= The task =
Which lines of the records contain the word "Item"? Copy each one.

= Data =
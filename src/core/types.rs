use glam::DVec2;
use serde::{Deserialize, Serialize};

use crate::config::{DEFAULT_ELASTICITY, DEFAULT_FRICTION};

/// World-space axis-aligned bounding box.
#[derive(Debug, Clone, Copy, PartialEq, Serialize, Deserialize)]
pub struct Aabb {
    pub min: DVec2,
    pub max: DVec2,
}

impl Aabb {
    pub fn new(min: DVec2, max: DVec2) -> Self {
        Self { min, max }
    }

    /// Tight box around a point set.
    pub fn from_points(points: impl IntoIterator<Item = DVec2>) -> Self {
        let mut min = DVec2::splat(f64::INFINITY);
        let mut max = DVec2::splat(f64::NEG_INFINITY);
        for p in points {
            min = min.min(p);
            max = max.max(p);
        }
        Self { min, max }
    }

    /// Strict overlap; boxes that only touch along an edge do not overlap.
    pub fn overlaps(&self, other: &Aabb) -> bool {
        self.min.x < other.max.x
            && self.max.x > other.min.x
            && self.min.y < other.max.y
            && self.max.y > other.min.y
    }

    pub fn size(&self) -> DVec2 {
        self.max - self.min
    }
}

/// Surface coefficients used when two bodies touch.
#[derive(Debug, Clone, Copy, PartialEq, Serialize, Deserialize)]
#[serde(default)]
pub struct Material {
    pub friction: f64,
    /// Restitution; 0 is fully inelastic, 1 fully elastic.
    pub elasticity: f64,
}

impl Default for Material {
    fn default() -> Self {
        Self {
            friction: DEFAULT_FRICTION,
            elasticity: DEFAULT_ELASTICITY,
        }
    }
}

impl Material {
    pub fn new(friction: f64, elasticity: f64) -> Self {
        Self {
            friction,
            elasticity,
        }
    }

    /// Frictionless and perfectly bouncy.
    pub fn elastic() -> Self {
        Self::new(0.0, 1.0)
    }

    pub fn combined_friction(&self, other: &Material) -> f64 {
        (self.friction * self.friction + other.friction * other.friction).sqrt()
    }

    pub fn combined_elasticity(&self, other: &Material) -> f64 {
        self.elasticity.min(other.elasticity)
    }
}

/// Quantities derived from mass and shape; always recomputed together.
#[derive(Debug, Clone, Copy, PartialEq, Default, Serialize, Deserialize)]
pub struct MassProperties {
    pub mass: f64,
    pub inverse_mass: f64,
    pub area: f64,
    pub density: f64,
    pub inertia: f64,
    pub inverse_inertia: f64,
}

impl MassProperties {
    pub fn compute(mass: f64, area: f64, inertia: f64, is_static: bool) -> Self {
        let (inverse_mass, inverse_inertia) = if is_static {
            (0.0, 0.0)
        } else {
            (safe_inverse(mass), safe_inverse(inertia))
        };
        Self {
            mass,
            inverse_mass,
            area,
            density: if area > 0.0 { mass / area } else { 0.0 },
            inertia,
            inverse_inertia,
        }
    }
}

fn safe_inverse(value: f64) -> f64 {
    if value.abs() < f64::EPSILON {
        0.0
    } else {
        1.0 / value
    }
}

#[cfg(test)]
mod tests {
    use super::*;
    use approx::assert_relative_eq;

    #[test]
    fn touching_boxes_do_not_overlap() {
        let a = Aabb::new(DVec2::ZERO, DVec2::splat(1.0));
        let b = Aabb::new(DVec2::new(1.0, 0.0), DVec2::new(2.0, 1.0));
        let c = Aabb::new(DVec2::splat(0.5), DVec2::splat(1.5));
        assert!(!a.overlaps(&b));
        assert!(a.overlaps(&c));
        assert!(c.overlaps(&a));
    }

    #[test]
    fn static_mass_properties_have_zero_inverses() {
        let props = MassProperties::compute(10.0, 5.0, 20.0, true);
        assert_eq!(props.inverse_mass, 0.0);
        assert_eq!(props.inverse_inertia, 0.0);
        assert_relative_eq!(props.density, 2.0);

        let dynamic = MassProperties::compute(10.0, 5.0, 20.0, false);
        assert_relative_eq!(dynamic.inverse_mass, 0.1);
        assert_relative_eq!(dynamic.inverse_inertia, 0.05);
    }

    #[test]
    fn material_mixing() {
        let a = Material::new(0.3, 0.5);
        let b = Material::new(0.4, 0.2);
        assert_relative_eq!(a.combined_friction(&b), 0.5);
        assert_relative_eq!(a.combined_elasticity(&b), 0.2);
    }
}
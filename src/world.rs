//! Simulation orchestrator: owns the body population and runs the tick pipeline.

pub mod contacts;
pub mod merge;
pub mod queries;
pub mod reactions;
pub mod runner;
pub mod spawner;

use std::time::Instant;

use glam::DVec2;
use log::{debug, trace, warn};
#[cfg(feature = "parallel")]
use rayon::prelude::*;

use crate::{
    collision::{broadphase::BroadPhase, contact::ContactManifold, narrowphase::NarrowPhase},
    config::{WorldConfig, DEFAULT_ASTEROID_RADIUS, DEFAULT_ASTEROID_SIDES},
    core::{
        body::{Body, BodyError},
        factory::{BodyBlueprint, BodyParams},
        shape::ConvexPolygon,
    },
    dynamics::{
        forces::{ForceGenerator, ForceRegistry, NewtonianGravity},
        integrator::Integrator,
        solver::{CollisionSummary, SequentialImpulseSolver, SolverSettings},
    },
    utils::{
        allocator::{Arena, BodyId},
        logging::{warn_if_tick_budget_exceeded, ScopedTimer, TickPhase},
        profiling::{PhaseTimer, TickProfiler},
    },
};

use self::{
    contacts::ContactTracker,
    merge::merge_blueprint,
    reactions::{reaction_for, ReactionContext, ReactionOutcome},
    spawner::Spawner,
};

/// Presentation collaborator; visited once per live body.
pub trait BodyRenderer {
    fn draw(&mut self, body: &Body);
}

/// Population changes made by one tick.
#[derive(Debug, Default, Clone, Copy, PartialEq, Eq)]
pub struct TickReport {
    pub tick: u64,
    pub contacts: usize,
    pub absorbed: usize,
    pub transformed: usize,
    pub shattered: usize,
    pub merged: usize,
    pub escaped: usize,
    pub spawned: usize,
    pub removed: usize,
}

/// Central simulation container.
///
/// One [`PhysicsWorld::step`] runs detection, resolution, reactions,
/// integration, gravity, merging and cleanup in that order. Bodies created
/// along the way are queued and only join the population at cleanup.
pub struct PhysicsWorld {
    bodies: Arena<Body>,
    config: WorldConfig,
    broadphase: BroadPhase,
    solver: SequentialImpulseSolver,
    integrator: Integrator,
    forces: ForceRegistry,
    contacts: ContactTracker,
    spawner: Spawner,
    profiler: TickProfiler,
    tick: u64,
}

impl Default for PhysicsWorld {
    fn default() -> Self {
        Self::new(WorldConfig::default())
    }
}

impl PhysicsWorld {
    pub fn new(config: WorldConfig) -> Self {
        let mut forces = ForceRegistry::new();
        forces.add_force(NewtonianGravity::from_config(&config));

        Self {
            bodies: Arena::new(),
            broadphase: BroadPhase::new(),
            solver: SequentialImpulseSolver::new(SolverSettings::from(&config)),
            integrator: Integrator::from_config(&config),
            forces,
            contacts: ContactTracker::new(),
            spawner: Spawner::new(config.rng_seed),
            profiler: TickProfiler::default(),
            tick: 0,
            config,
        }
    }

    pub fn config(&self) -> &WorldConfig {
        &self.config
    }

    /// Number of completed ticks.
    pub fn tick_count(&self) -> u64 {
        self.tick
    }

    /// Timings and counters of the last tick.
    pub fn profiler(&self) -> &TickProfiler {
        &self.profiler
    }

    pub fn set_parallel_detection(&mut self, enabled: bool) {
        self.config.parallel_detection = enabled;
    }

    /// Registers an extra force applied after the built-in gravity.
    pub fn add_force<F: ForceGenerator + 'static>(&mut self, force: F) {
        self.forces.add_force(force);
    }

    /// Validates `blueprint` and inserts the body immediately.
    pub fn spawn(&mut self, blueprint: BodyBlueprint) -> Result<BodyId, BodyError> {
        let body = self.spawner.build(blueprint, &self.config)?;
        Ok(self.insert(body))
    }

    pub fn add_star(&mut self, radius: f64, params: BodyParams) -> Result<BodyId, BodyError> {
        self.spawn(BodyBlueprint::star(radius, params))
    }

    pub fn add_planet(
        &mut self,
        radius: f64,
        population: u64,
        orbit: Option<String>,
        params: BodyParams,
    ) -> Result<BodyId, BodyError> {
        self.spawn(BodyBlueprint::planet(radius, population, orbit, params))
    }

    pub fn add_moon(
        &mut self,
        radius: f64,
        orbit: Option<String>,
        params: BodyParams,
    ) -> Result<BodyId, BodyError> {
        self.spawn(BodyBlueprint::moon(radius, orbit, params))
    }

    /// `vertices` are relative to `params.position`; the body ends up centred
    /// on their centroid.
    pub fn add_asteroid(
        &mut self,
        vertices: Vec<DVec2>,
        params: BodyParams,
    ) -> Result<BodyId, BodyError> {
        self.spawn(BodyBlueprint::asteroid(vertices, params))
    }

    /// Regular hexagonal asteroid of radius 100.
    pub fn add_default_asteroid(&mut self, params: BodyParams) -> Result<BodyId, BodyError> {
        let outline = ConvexPolygon::regular(DEFAULT_ASTEROID_SIDES, DEFAULT_ASTEROID_RADIUS)?;
        self.add_asteroid(outline.vertices().to_vec(), params)
    }

    fn insert(&mut self, body: Body) -> BodyId {
        let id = self.bodies.insert(body);
        if let Some(stored) = self.bodies.get_mut(id) {
            stored.id = id;
        }
        id
    }

    pub fn body(&self, id: BodyId) -> Option<&Body> {
        self.bodies.get(id)
    }

    pub fn body_mut(&mut self, id: BodyId) -> Option<&mut Body> {
        self.bodies.get_mut(id)
    }

    pub fn bodies(&self) -> &Arena<Body> {
        &self.bodies
    }

    pub fn len(&self) -> usize {
        self.bodies.len()
    }

    pub fn is_empty(&self) -> bool {
        self.bodies.is_empty()
    }

    /// Flags a body for removal at the next cleanup.
    pub fn destroy(&mut self, id: BodyId) -> bool {
        match self.bodies.get_mut(id) {
            Some(body) => {
                body.destroy();
                true
            }
            None => false,
        }
    }

    /// Drops every body and all contact history. Name numbering continues.
    pub fn clear(&mut self) {
        self.bodies = Arena::new();
        self.contacts.clear();
        self.spawner.take_pending();
    }

    /// Builds every blueprint first, then swaps them in for the current
    /// population. On error the world is left as it was.
    pub fn replace_bodies(
        &mut self,
        blueprints: impl IntoIterator<Item = BodyBlueprint>,
    ) -> Result<Vec<BodyId>, BodyError> {
        let built = blueprints
            .into_iter()
            .map(|blueprint| self.spawner.build(blueprint, &self.config))
            .collect::<Result<Vec<Body>, BodyError>>()?;

        self.clear();
        Ok(built.into_iter().map(|body| self.insert(body)).collect())
    }

    /// Consecutive ticks the pair has been touching.
    pub fn contact_duration(&self, a: BodyId, b: BodyId) -> u32 {
        self.contacts.duration(a, b)
    }

    /// Bodies waiting for the next cleanup.
    pub fn pending_spawns(&self) -> usize {
        self.spawner.pending_len()
    }

    pub fn render<R: BodyRenderer + ?Sized>(&self, renderer: &mut R) {
        for body in self.bodies.values().filter(|body| !body.is_destroyed()) {
            renderer.draw(body);
        }
    }

    /// Runs detection on the current state without advancing the simulation.
    /// Useful for debugging and tests.
    pub fn collect_contacts(&mut self) -> Vec<ContactManifold> {
        self.detect_contacts()
    }

    /// Advances the simulation by one tick.
    pub fn step(&mut self) -> TickReport {
        let _tick_timer = ScopedTimer::tick(self.tick);
        let started = Instant::now();
        let mut profiler = TickProfiler::default();
        let mut report = TickReport {
            tick: self.tick,
            ..TickReport::default()
        };

        let manifolds = {
            let _timer = ScopedTimer::phase(self.tick, TickPhase::Detect);
            let _phase = PhaseTimer::new(&mut profiler.detect_time);
            let manifolds = self.detect_contacts();
            self.contacts
                .record_tick(manifolds.iter().map(|m| (m.body_a, m.body_b)));
            manifolds
        };
        report.contacts = manifolds.len();

        let constraints = {
            let _timer = ScopedTimer::phase(self.tick, TickPhase::Solve);
            let _phase = PhaseTimer::new(&mut profiler.solve_time);
            let mut constraints = self.solver.prepare(&self.bodies, &manifolds);
            self.solver.solve(&mut self.bodies, &mut constraints);
            constraints
        };

        {
            let _timer = ScopedTimer::phase(self.tick, TickPhase::React);
            let _phase = PhaseTimer::new(&mut profiler.react_time);
            for constraint in &constraints {
                let (a, b) = (constraint.body_a, constraint.body_b);
                if !self.both_alive(a, b) {
                    continue;
                }
                let summary = constraint.summary();
                for (this, other) in [(a, b), (b, a)] {
                    match self.react(this, other, &summary) {
                        ReactionOutcome::Unchanged => {}
                        ReactionOutcome::Absorbed { .. } => report.absorbed += 1,
                        ReactionOutcome::Transformed { .. } => report.transformed += 1,
                        ReactionOutcome::Shattered { .. } => report.shattered += 1,
                    }
                }
            }
        }

        {
            let _timer = ScopedTimer::phase(self.tick, TickPhase::Integrate);
            let _phase = PhaseTimer::new(&mut profiler.integrate_time);
            report.escaped = self.integrator.step(&mut self.bodies);
        }

        {
            let _timer = ScopedTimer::phase(self.tick, TickPhase::Gravity);
            let _phase = PhaseTimer::new(&mut profiler.gravity_time);
            self.forces.apply_all(&mut self.bodies);
        }

        {
            let _timer = ScopedTimer::phase(self.tick, TickPhase::Merge);
            let _phase = PhaseTimer::new(&mut profiler.merge_time);
            report.merged = self.merge_long_contacts();
        }

        {
            let _timer = ScopedTimer::phase(self.tick, TickPhase::Cleanup);
            let _phase = PhaseTimer::new(&mut profiler.cleanup_time);
            let (removed, spawned) = self.cleanup();
            report.removed = removed;
            report.spawned = spawned;
        }

        self.tick += 1;
        profiler.total_tick_time = started.elapsed();
        profiler.body_count = self.bodies.len();
        profiler.contact_count = report.contacts;
        profiler.spawned_count = report.spawned;
        profiler.removed_count = report.removed;
        self.profiler = profiler;
        warn_if_tick_budget_exceeded(
            report.tick,
            profiler.total_tick_time,
            self.config.tick_budget_ms,
        );

        report
    }

    fn detect_contacts(&mut self) -> Vec<ContactManifold> {
        self.broadphase.update(&self.bodies);
        let pairs = self.broadphase.overlapping_pairs();
        let bodies = &self.bodies;
        let detect = |&(a, b): &(BodyId, BodyId)| NarrowPhase::detect(bodies.get(a)?, bodies.get(b)?);

        #[cfg(feature = "parallel")]
        {
            if self.config.parallel_detection {
                return pairs.par_iter().filter_map(detect).collect();
            }
        }

        pairs.iter().filter_map(detect).collect()
    }

    fn both_alive(&self, a: BodyId, b: BodyId) -> bool {
        let alive = |id| self.bodies.get(id).is_some_and(|body| !body.is_destroyed());
        alive(a) && alive(b)
    }

    /// Runs the hook of `this`. The pair is gated once before both hooks;
    /// each reaction decides what to do when its partner went first.
    fn react(&mut self, this: BodyId, other: BodyId, summary: &CollisionSummary) -> ReactionOutcome {
        let Some(reaction) = self.bodies.get(this).map(|body| reaction_for(&body.kind)) else {
            return ReactionOutcome::Unchanged;
        };

        let mut ctx = ReactionContext {
            bodies: &mut self.bodies,
            spawner: &mut self.spawner,
            config: &self.config,
        };
        reaction.react(&mut ctx, this, other, summary)
    }

    fn merge_long_contacts(&mut self) -> usize {
        let mut merged = 0;
        for pair in self.contacts.exceeding(self.config.merge_duration) {
            let (a, b) = (pair.first(), pair.second());
            let (blueprint, names) = match (self.bodies.get(a), self.bodies.get(b)) {
                (Some(body_a), Some(body_b))
                    if !body_a.is_destroyed() && !body_b.is_destroyed() =>
                {
                    (
                        merge_blueprint(body_a, body_b, self.config.merge_radius_factor),
                        (body_a.name.clone(), body_b.name.clone()),
                    )
                }
                _ => continue,
            };

            if let Err(err) = self.spawner.enqueue(blueprint, &self.config) {
                warn!("merge of {} and {} rejected: {err}", names.0, names.1);
                continue;
            }
            for id in [a, b] {
                if let Some(body) = self.bodies.get_mut(id) {
                    body.destroy();
                }
            }
            self.contacts.forget(a, b);
            debug!("merged {} and {}", names.0, names.1);
            merged += 1;
        }
        merged
    }

    /// Removes destroyed bodies and admits queued ones. Returns (removed, spawned).
    fn cleanup(&mut self) -> (usize, usize) {
        let removed = self.bodies.drain_where(Body::is_destroyed);
        for (_, body) in &removed {
            trace!("removed {}", body.name);
        }

        let bodies = &self.bodies;
        self.contacts.prune(|id| bodies.contains(id));

        let pending = self.spawner.take_pending();
        let spawned = pending.len();
        for body in pending {
            self.insert(body);
        }
        (removed.len(), spawned)
    }
}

= Answer section =
    pub fn from_points(points: impl IntoIterator<Item = DVec2>) -> Self {
        blueprints: impl IntoIterator<Item = BodyBlueprint>,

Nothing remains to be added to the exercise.